I could feel my dad heating up at the end of the table as I avoided eye contact and gave a very short version of that explanation. I knew he was mad. My dad grew up in the city -- in a tough neighborhood with countless obstacles -- and perhaps as a result of that, he often defaults to anger as his outward emotion. I wasn't surprised by his reaction in retrospect even if I was a bit taken off-guard by it at the time.

"Well you still have hope, don't you?" he questioned somewhat abrasively.

"Yes, I do," I answered defensively.

"You hope that it will never come back!" he asserted.

"Yes, obviously I hope that." Still defensive.

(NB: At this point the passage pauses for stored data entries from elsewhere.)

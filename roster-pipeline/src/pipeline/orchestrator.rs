use std::path::Path;
use std::sync::Arc;

use anyhow::{Context, Result};
use chrono::Utc;
use serde::Serialize;
use tracing::{info, warn};

use roster_core::common::error::PipelineError;
use roster_core::domain::{EmployeeRecord, PipelineRun};
use roster_core::storage::Storage;

use crate::config::PipelineConfig;
use crate::ingest;
use crate::observability::run_log;
use crate::pipeline::transform::{
    DuplicateResolver, ExperienceImputer, Normalizer, RatingImputer,
};

/// Orchestrator for one complete cleaning run.
///
/// Stages run in strict order, each consuming the previous stage's output.
/// The destination table is written exactly once, after every stage has
/// succeeded; any stage failure aborts the run with the originating error
/// and leaves the destination untouched.
pub struct PipelineOrchestrator {
    storage: Arc<dyn Storage>,
    config: PipelineConfig,
}

/// Counts and provenance for a completed run.
#[derive(Debug, Serialize)]
pub struct RunSummary {
    pub run: PipelineRun,
    pub rows_ingested: usize,
    pub normalize_warnings: usize,
    pub duplicates_removed: usize,
    pub experience_imputed: usize,
    pub ratings_imputed: usize,
    pub rows_written: usize,
}

impl PipelineOrchestrator {
    pub fn new(storage: Arc<dyn Storage>, config: PipelineConfig) -> Self {
        Self { storage, config }
    }

    pub async fn run(&self) -> Result<RunSummary> {
        info!(
            "🔄 Starting cleaning run from {}",
            self.config.source_path.display()
        );

        // Step 1: Extract — read the raw source file.
        info!("📄 Step 1: Extract");
        let batch = ingest::read_source(&self.config.source_path)?;
        let rows_ingested = batch.records.len();
        let mut run = PipelineRun::start(
            &self.config.source_path.display().to_string(),
            &batch.checksum,
        );

        // Step 2: Load — stage the raw rows unmodified.
        info!("📥 Step 2: Load staging table '{}'", self.config.staging_table);
        self.storage
            .replace_source_table(&self.config.staging_table, &batch.records)
            .await
            .context("failed to load staging table")?;

        // Transform works off the staged copy, not the in-memory batch.
        let staged = self
            .storage
            .load_source_table(&self.config.staging_table)
            .await
            .context("failed to read staging table")?;

        // Step 3: Normalize.
        info!("🔧 Step 3: Normalize");
        let normalized = Normalizer.normalize(staged);
        let normalize_warnings = normalized.warnings;

        // Step 4: Resolve duplicates.
        info!("🧹 Step 4: Resolve duplicates");
        let deduped = DuplicateResolver.resolve(normalized.records);
        let duplicates_removed = deduped.removed;
        info!("Removed {} duplicate records", duplicates_removed);

        // Step 5: Impute missing experience.
        info!("📈 Step 5: Impute years of experience");
        let experience = ExperienceImputer::new(self.config.min_training_rows)
            .apply(deduped.records)
            .context("experience imputation failed")?;

        // Step 6: Impute missing ratings.
        info!("🎯 Step 6: Impute performance ratings");
        let rated = RatingImputer::new(self.config.min_training_rows)
            .apply(experience.records)
            .context("rating imputation failed")?;

        // Step 7: Verify invariants before anything is persisted.
        verify_clean(&rated.records)?;

        // Step 8: Persist — the only write to the destination table.
        info!("💾 Step 8: Persist '{}'", self.config.clean_table);
        self.storage
            .replace_employee_table(&self.config.clean_table, &rated.records)
            .await
            .context("failed to write destination table")?;

        run.finished_at = Some(Utc::now());
        let summary = RunSummary {
            run,
            rows_ingested,
            normalize_warnings,
            duplicates_removed,
            experience_imputed: experience.imputed,
            ratings_imputed: rated.imputed,
            rows_written: rated.records.len(),
        };

        // Run-log failures are reported but never fail a completed run.
        if let Err(e) = run_log::append_rotating(Path::new("logs"), &summary) {
            warn!("failed to append run log: {e}");
        }

        info!(
            "✅ Cleaning run completed: {} ingested, {} written, {} duplicates removed",
            summary.rows_ingested, summary.rows_written, summary.duplicates_removed
        );
        Ok(summary)
    }
}

/// Final gate: the cleaned set must have both imputed fields populated on
/// every record.
fn verify_clean(records: &[EmployeeRecord]) -> std::result::Result<(), PipelineError> {
    for record in records {
        if record.years_experience.is_none() {
            return Err(PipelineError::Validation {
                field: "years_experience".to_string(),
                message: format!("null after imputation for employee {}", record.employee_id),
            });
        }
        if record.performance_rating.is_none() {
            return Err(PipelineError::Validation {
                field: "performance_rating".to_string(),
                message: format!("null after imputation for employee {}", record.employee_id),
            });
        }
    }
    Ok(())
}
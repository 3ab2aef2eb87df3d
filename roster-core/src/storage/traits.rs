use crate::common::error::Result;
use crate::domain::{EmployeeRecord, SourceRecord};
use async_trait::async_trait;

/// Storage collaborator for the pipeline's two tables.
///
/// The staging table holds raw rows exactly as ingested; the employee table
/// holds cleaned records. Both `replace_*` operations overwrite any prior
/// content atomically, so readers never observe a half-written table.
#[async_trait]
pub trait Storage: Send + Sync {
    async fn replace_source_table(&self, table: &str, rows: &[SourceRecord]) -> Result<()>;
    async fn load_source_table(&self, table: &str) -> Result<Vec<SourceRecord>>;

    async fn replace_employee_table(&self, table: &str, rows: &[EmployeeRecord]) -> Result<()>;
    async fn load_employee_table(&self, table: &str) -> Result<Vec<EmployeeRecord>>;
}
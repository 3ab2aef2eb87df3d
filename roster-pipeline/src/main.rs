use std::path::PathBuf;
use std::sync::Arc;

use clap::Parser;
use tracing::info;

use roster_core::storage::{SqliteStorage, Storage};
use roster_pipeline::config::PipelineConfig;
use roster_pipeline::observability::logging;
use roster_pipeline::pipeline::PipelineOrchestrator;

#[derive(Parser)]
#[command(name = "roster-pipeline")]
#[command(about = "Employee roster cleaning pipeline: ingest, normalize, dedupe, impute")]
#[command(version)]
struct Cli {
    /// Path to the source CSV file (overrides configuration)
    source: Option<PathBuf>,
}

#[tokio::main]
async fn main() -> anyhow::Result<()> {
    let cli = Cli::parse();

    // Load environment variables
    dotenv::dotenv().ok();

    // Initialize logging
    logging::init_logging();

    let mut config = PipelineConfig::load()?;
    if let Some(source) = cli.source {
        config.source_path = source;
    }

    info!(
        "Initializing SQLite storage at {}",
        config.database_path.display()
    );
    let storage: Arc<dyn Storage> = Arc::new(SqliteStorage::new(&config.database_path));

    let orchestrator = PipelineOrchestrator::new(storage, config);
    let summary = orchestrator.run().await?;

    println!(
        "✅ Cleaning completed — {} records written ({} duplicates removed, {} experience values and {} ratings imputed)",
        summary.rows_written,
        summary.duplicates_removed,
        summary.experience_imputed,
        summary.ratings_imputed
    );
    Ok(())
}
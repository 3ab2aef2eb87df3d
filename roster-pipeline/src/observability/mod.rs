pub mod logging;
pub mod run_log;
use thiserror::Error;

#[derive(Error, Debug)]
pub enum PipelineError {
    #[error("source read failed: {message}")]
    Read { message: String },

    #[error("validation failed for {field}: {message}")]
    Validation { field: String, message: String },

    #[error("insufficient data for {stage}: {available} usable rows, {required} required")]
    InsufficientData {
        stage: &'static str,
        available: usize,
        required: usize,
    },

    #[error("database error: {0}")]
    Database(#[from] rusqlite::Error),

    #[error("I/O error: {0}")]
    Io(#[from] std::io::Error),

    #[error("model error: {message}")]
    Model { message: String },
}

pub type Result<T> = std::result::Result<T, PipelineError>;
//! Tests for the full validation pipeline.

use super::*;
use crate::schema::*;

#[test]
fn default_config_validates() {
    let config = BubbleConfig::default();
    assert!(validate(&config).is_ok());
}

#[test]
fn catches_noise_intensity_too_large() {
    let mut config = BubbleConfig::default();
    config.noise.intensity = 0.9;
    let err = validate(&config).unwrap_err().to_string();
    assert!(err.contains("noise.intensity"));
}

#[test]
fn catches_negative_noise_speed() {
    let mut config = BubbleConfig::default();
    config.noise.speed = -0.1;
    let err = validate(&config).unwrap_err().to_string();
    assert!(err.contains("noise.speed"));
}

#[test]
fn catches_nan_values() {
    let mut config = BubbleConfig::default();
    config.material.ior = f32::NAN;
    let err = validate(&config).unwrap_err().to_string();
    assert!(err.contains("material.ior"));
}

#[test]
fn catches_too_few_segments() {
    let mut config = BubbleConfig::default();
    config.sphere.width_segments = 2;
    config.sphere.height_segments = 1;
    let err = validate(&config).unwrap_err().to_string();
    assert!(err.contains("sphere.width_segments"));
    assert!(err.contains("sphere.height_segments"));
}

#[test]
fn catches_bad_material_color() {
    let mut config = BubbleConfig::default();
    config.material.color = "pink".into();
    let err = validate(&config).unwrap_err().to_string();
    assert!(err.contains("material.color"));
}

#[test]
fn catches_saturation_out_of_range() {
    let mut config = BubbleConfig::default();
    config.effects.hue_saturation.saturation = 0.1;
    let err = validate(&config).unwrap_err().to_string();
    assert!(err.contains("effects.hue_saturation.saturation"));
}

#[test]
fn catches_bloom_resolution_too_large() {
    let mut config = BubbleConfig::default();
    config.effects.bloom.resolution_x = 4096;
    let err = validate(&config).unwrap_err().to_string();
    assert!(err.contains("effects.bloom.resolution_x"));
}

#[test]
fn catches_empty_image_path() {
    let mut config = BubbleConfig::default();
    config.scene.image = Some("  ".into());
    let err = validate(&config).unwrap_err().to_string();
    assert!(err.contains("scene.image"));
}

#[test]
fn collects_multiple_errors() {
    let mut config = BubbleConfig::default();
    config.noise.intensity = 1.0;
    config.effects.bloom.intensity = 10.0;
    config.window.width = 10;
    let err = validate(&config).unwrap_err().to_string();
    assert!(err.contains("noise.intensity"));
    assert!(err.contains("effects.bloom.intensity"));
    assert!(err.contains("window.width"));
    assert_eq!(err.matches("; ").count(), 2);
}

#[test]
fn range_boundaries_are_inclusive() {
    let mut config = BubbleConfig::default();
    config.noise.intensity = 0.5;
    config.noise.speed = 0.0;
    config.material.thickness = 3.0;
    config.effects.bloom.resolution_y = 2048;
    assert!(validate(&config).is_ok());
}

"Well then." For him, that was it.

"But it's come back in people I know, Dad." I wonder now if I should have said that. Either way, in my memory, the conversation ended there.

This small exchange shook me a bit, perhaps because I realized then and there how little of my inner experience with cancer my dad actually knows about. He doesn't read this blog, perhaps because of his dyslexia or because I write so freaking much, or maybe just because at 65 years old, he figures he's too old for blogs. I don't fault him for that. Or maybe part of me does. Honestly, I'm not sure.

When I think about my dad and his experience as a parent of a child with cancer, I wonder if consciously or subconsciously, he has taken the approach of denial. Merriam-Webster defines denial in relevant part as: a condition in which someone will not admit that something sad, painful, etc., is true or real. Wait, can people even do that consciously?

Is my dad in denial about my cancer? Does he just not let his mind process it all because he honestly cannot bear the thought of one of his children being hurt -- physically or emotionally -- or worst of all, dying? Maybe. Or maybe he does process it and just doesn't do it the way I do -- by blabbing everything to the world. In all honesty, even if it is denial, if that works for him, I'm so glad for it. Or more truthfully, I'm so glad for it 95% of the time.

In that 95% of the time, I want to keep my dad away from the reality of my cancer if that's where he wants to be. I want him to think, Tara beat cancer, even if I wouldn't phrase it that way and even if when I hear those words I think I feel cancer in my pancreas. In that 95% of the time, I am thankful for denial -- truly grateful for it -- and I want my dad to be safe there.

Then there's the 5% of the time -- the time when there seems to be a high, thorny wall between my evolving acceptance of my reality and my dad's possible denial of it. That wall can feel cold and in the 5% of the time, I doubt that I can climb over it, which makes me sad. But I have learned over the past two years that eventually one of us scales the wall (or digs through it). That's when I remember that having a child with cancer must be pretty f*&king awful. And I could never scale any wall if I expect my dad to cope with the f*&king awfulness in the same ways that I do.

Monday, January 26, 2015

"Hope is The Container Store"

When I first read the Francis Bacon quote -- Hope is a good breakfast but it is a bad supper -- something clicked for me and I knew that I had found the elusive title to my book. When I researched more about Francis Bacon and learned that he was the father of empiricism, I was sure it was right.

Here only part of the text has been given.